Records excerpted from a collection
//! Tool Bridge: the calls an agent may make back into the host.
//!
//! Every tool is reachable two ways. Adapter B dispatches in-process through
//! [`ToolBridge::dispatch`]; the embedded runner scripts post to
//! `/v1/agent-tools/*`, which ends up in the same function. Argument,
//! allow-list and credential failures come back as `Err` so both surfaces can
//! render them as `{success: false, error, code}`.

pub mod crud;
mod files;
mod shell;
pub mod workspace;

use std::time::Duration;

use chat_agent_error::ChatAgentError;
use serde_json::{json, Map, Value};

use crate::config::BridgeConfig;
use crate::sandbox::Sandbox;

pub use crud::CrudAction;
pub use workspace::Scope;

const BACKEND_TIMEOUT: Duration = Duration::from_secs(60);

/// Caller identity for one tool call.
#[derive(Debug, Clone, Copy)]
pub struct ToolContext<'a> {
    pub chat_id: &'a str,
    pub sandbox: &'a dyn Sandbox,
    pub external_user: Option<&'a str>,
    /// Gates the drive, email and workspace tools.
    pub integrations_enabled: bool,
}

/// Tools that reach integrations outside the ERP.
pub const INTEGRATION_TOOLS: &[&str] = &["workspace", "drive", "email"];

#[derive(Debug, Clone)]
pub struct ToolBridge {
    client: reqwest::Client,
    backend_url: Option<String>,
    backend_token: Option<String>,
}

/// Raw answer from the host backend.
#[derive(Debug, Clone)]
pub(crate) struct BackendReply {
    pub status: u16,
    pub content_type: Option<String>,
    pub location: Option<String>,
    pub body: Vec<u8>,
}

impl BackendReply {
    pub fn is_success(&self) -> bool {
        (200..300).contains(&self.status)
    }

    pub fn is_redirect(&self) -> bool {
        (300..400).contains(&self.status)
    }

    pub fn json(&self) -> Option<Value> {
        serde_json::from_slice(&self.body).ok()
    }

    pub fn text(&self) -> String {
        String::from_utf8_lossy(&self.body).into_owned()
    }
}

impl ToolBridge {
    pub fn new(backend_url: Option<String>, backend_token: Option<String>) -> Self {
        let client = reqwest::Client::builder()
            .timeout(BACKEND_TIMEOUT)
            .build()
            .unwrap_or_else(|_| reqwest::Client::new());
        Self {
            client,
            backend_url: backend_url
                .map(|url| url.trim_end_matches('/').to_string())
                .filter(|url| !url.is_empty()),
            backend_token,
        }
    }

    pub fn from_config(config: &BridgeConfig) -> Self {
        Self::new(config.backend_url.clone(), config.backend_token.clone())
    }

    /// Runs one tool by name. Tool names are matched the way providers send
    /// them, so `Read` and `read` are the same tool.
    pub async fn dispatch(
        &self,
        ctx: &ToolContext<'_>,
        name: &str,
        args: Value,
    ) -> Result<Value, ChatAgentError> {
        if !args.is_object() && !args.is_null() {
            return Err(ChatAgentError::invalid(format!(
                "arguments for {name} must be a JSON object"
            )));
        }
        if INTEGRATION_TOOLS.contains(&name) && !ctx.integrations_enabled {
            return Err(ChatAgentError::PermissionDenied {
                message: format!("{name} needs integrations enabled for this chat"),
            });
        }
        match name {
            "crud" => crud::call(self, ctx, &args).await,
            "workspace" => workspace::call(self, ctx, Scope::Workspace, &args).await,
            "drive" => workspace::call(self, ctx, Scope::Drive, &args).await,
            "email" => workspace::call(self, ctx, Scope::Email, &args).await,
            "Read" | "read" => files::read(ctx, &args).await,
            "Edit" | "edit" => files::edit(ctx, &args).await,
            "Write" | "write" => files::write(ctx, &args).await,
            "Delete" | "delete" => files::delete(ctx, &args).await,
            "shell" => shell::call(ctx, &args).await,
            "apply_patch" | "apply-patch" => files::apply_patch(ctx, &args).await,
            other => Err(ChatAgentError::invalid(format!("unknown tool: {other}"))),
        }
    }

    fn backend_url(&self) -> Result<&str, ChatAgentError> {
        self.backend_url
            .as_deref()
            .ok_or_else(|| ChatAgentError::MissingCredential {
                name: "CHAT_AGENT_BACKEND_URL".to_string(),
            })
    }

    /// Sends one request to `{backend}/{path}`. GET requests carry `params`
    /// as the query string; everything else sends `body` as JSON.
    pub(crate) async fn backend_request(
        &self,
        ctx: &ToolContext<'_>,
        method: reqwest::Method,
        path: &str,
        params: Option<&Value>,
        body: Option<&Value>,
    ) -> Result<BackendReply, ChatAgentError> {
        let mut url = reqwest::Url::parse(self.backend_url()?).map_err(|err| {
            ChatAgentError::invalid(format!("invalid backend url: {err}"))
        })?;
        url.path_segments_mut()
            .map_err(|_| ChatAgentError::invalid("backend url cannot carry a path"))?
            .pop_if_empty()
            .extend(path.split('/').filter(|segment| !segment.is_empty()));
        let mut request = self
            .client
            .request(method.clone(), url)
            .header("x-chat-id", ctx.chat_id);
        if let Some(token) = self.backend_token.as_deref() {
            request = request.bearer_auth(token);
        }
        if let Some(user) = ctx.external_user {
            request = request.header("x-user-id", user);
        }
        if let Some(params) = params {
            let pairs = query_pairs(params);
            if !pairs.is_empty() {
                request = request.query(&pairs);
            }
        }
        if method != reqwest::Method::GET {
            request = request.json(body.unwrap_or(&Value::Object(Map::new())));
        }

        let response = request.send().await.map_err(|err| ChatAgentError::UpstreamError {
            message: format!("backend request failed: {err}"),
            status: None,
        })?;
        let status = response.status().as_u16();
        let header = |name: reqwest::header::HeaderName| {
            response
                .headers()
                .get(name)
                .and_then(|value| value.to_str().ok())
                .map(str::to_string)
        };
        let content_type = header(reqwest::header::CONTENT_TYPE);
        let location = header(reqwest::header::LOCATION);
        let body = response
            .bytes()
            .await
            .map_err(|err| ChatAgentError::UpstreamError {
                message: format!("failed to read backend response: {err}"),
                status: Some(status),
            })?
            .to_vec();
        tracing::debug!(chat_id = ctx.chat_id, %method, path, status, "backend request");
        Ok(BackendReply {
            status,
            content_type,
            location,
            body,
        })
    }
}

/// Tool-result shape for an error that stopped a call.
pub fn failure_value(err: &ChatAgentError) -> Value {
    json!({
        "success": false,
        "error": err.short_message(),
        "code": err.error_type().tool_code(),
    })
}

/// Arrays repeat the key; nested objects are sent as JSON text.
fn query_pairs(params: &Value) -> Vec<(String, String)> {
    let Some(map) = params.as_object() else {
        return Vec::new();
    };
    let render = |value: &Value| match value {
        Value::String(text) => text.clone(),
        other => other.to_string(),
    };
    let mut pairs = Vec::new();
    for (key, value) in map {
        match value {
            Value::Null => {}
            Value::Array(items) => pairs.extend(
                items
                    .iter()
                    .filter(|item| !item.is_null())
                    .map(|item| (key.clone(), render(item))),
            ),
            other => pairs.push((key.clone(), render(other))),
        }
    }
    pairs
}

/// Trims a backend resource path and rejects anything that could leave the
/// path it names once the URL is normalized: dot segments, empty segments,
/// percent escapes, backslashes and query or fragment markers.
pub(crate) fn clean_resource(raw: &str, what: &str) -> Result<String, ChatAgentError> {
    let resource = raw.trim().trim_matches('/');
    if resource.is_empty() {
        return Err(ChatAgentError::invalid(format!("{what} is required")));
    }
    let bad_char = resource
        .chars()
        .any(|ch| matches!(ch, '%' | '\\' | '?' | '#') || ch.is_control());
    let bad_segment = resource
        .split('/')
        .any(|segment| matches!(segment.trim(), "" | "." | ".."));
    if bad_char || bad_segment {
        return Err(ChatAgentError::invalid(format!("invalid {what}: {resource}")));
    }
    Ok(resource.to_string())
}

pub(crate) fn str_arg<'a>(args: &'a Value, keys: &[&str]) -> Option<&'a str> {
    keys.iter()
        .filter_map(|key| args.get(*key).and_then(Value::as_str))
        .map(str::trim)
        .find(|value| !value.is_empty())
}

pub(crate) fn required_str<'a>(
    args: &'a Value,
    keys: &[&str],
    tool: &str,
) -> Result<&'a str, ChatAgentError> {
    str_arg(args, keys)
        .ok_or_else(|| ChatAgentError::invalid(format!("{} is required for {tool}", keys[0])))
}

/// Positive integer argument. Strings holding digits are accepted too.
pub(crate) fn positive_int(args: &Value, key: &str) -> Option<usize> {
    match args.get(key)? {
        Value::Number(number) => number
            .as_f64()
            .filter(|value| value.is_finite() && *value >= 1.0)
            .map(|value| value.floor() as usize),
        Value::String(text) => text.trim().parse::<usize>().ok().filter(|value| *value > 0),
        _ => None,
    }
}

/// Cuts `text` to at most `limit` characters.
pub(crate) fn truncate_chars(text: &str, limit: usize) -> (String, bool) {
    match text.char_indices().nth(limit) {
        Some((cut, _)) => (text[..cut].to_string(), true),
        None => (text.to_string(), false),
    }
}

== Task directions ==
Every line of the records above where the string "await" is found should be copied.

== Exercise response ==
            "crud" => crud::call(self, ctx, &args).await,
            "workspace" => workspace::call(self, ctx, Scope::Workspace, &args).await,
            "drive" => workspace::call(self, ctx, Scope::Drive, &args).await,
            "email" => workspace::call(self, ctx, Scope::Email, &args).await,
            "Read" | "read" => files::read(ctx, &args).await,
            "Edit" | "edit" => files::edit(ctx, &args).await,
            "Write" | "write" => files::write(ctx, &args).await,
            "Delete" | "delete" => files::delete(ctx, &args).await,
            "shell" => shell::call(ctx, &args).await,
            "apply_patch" | "apply-patch" => files::apply_patch(ctx, &args).await,
        let response = request.send().await.map_err(|err| ChatAgentError::UpstreamError {
            .await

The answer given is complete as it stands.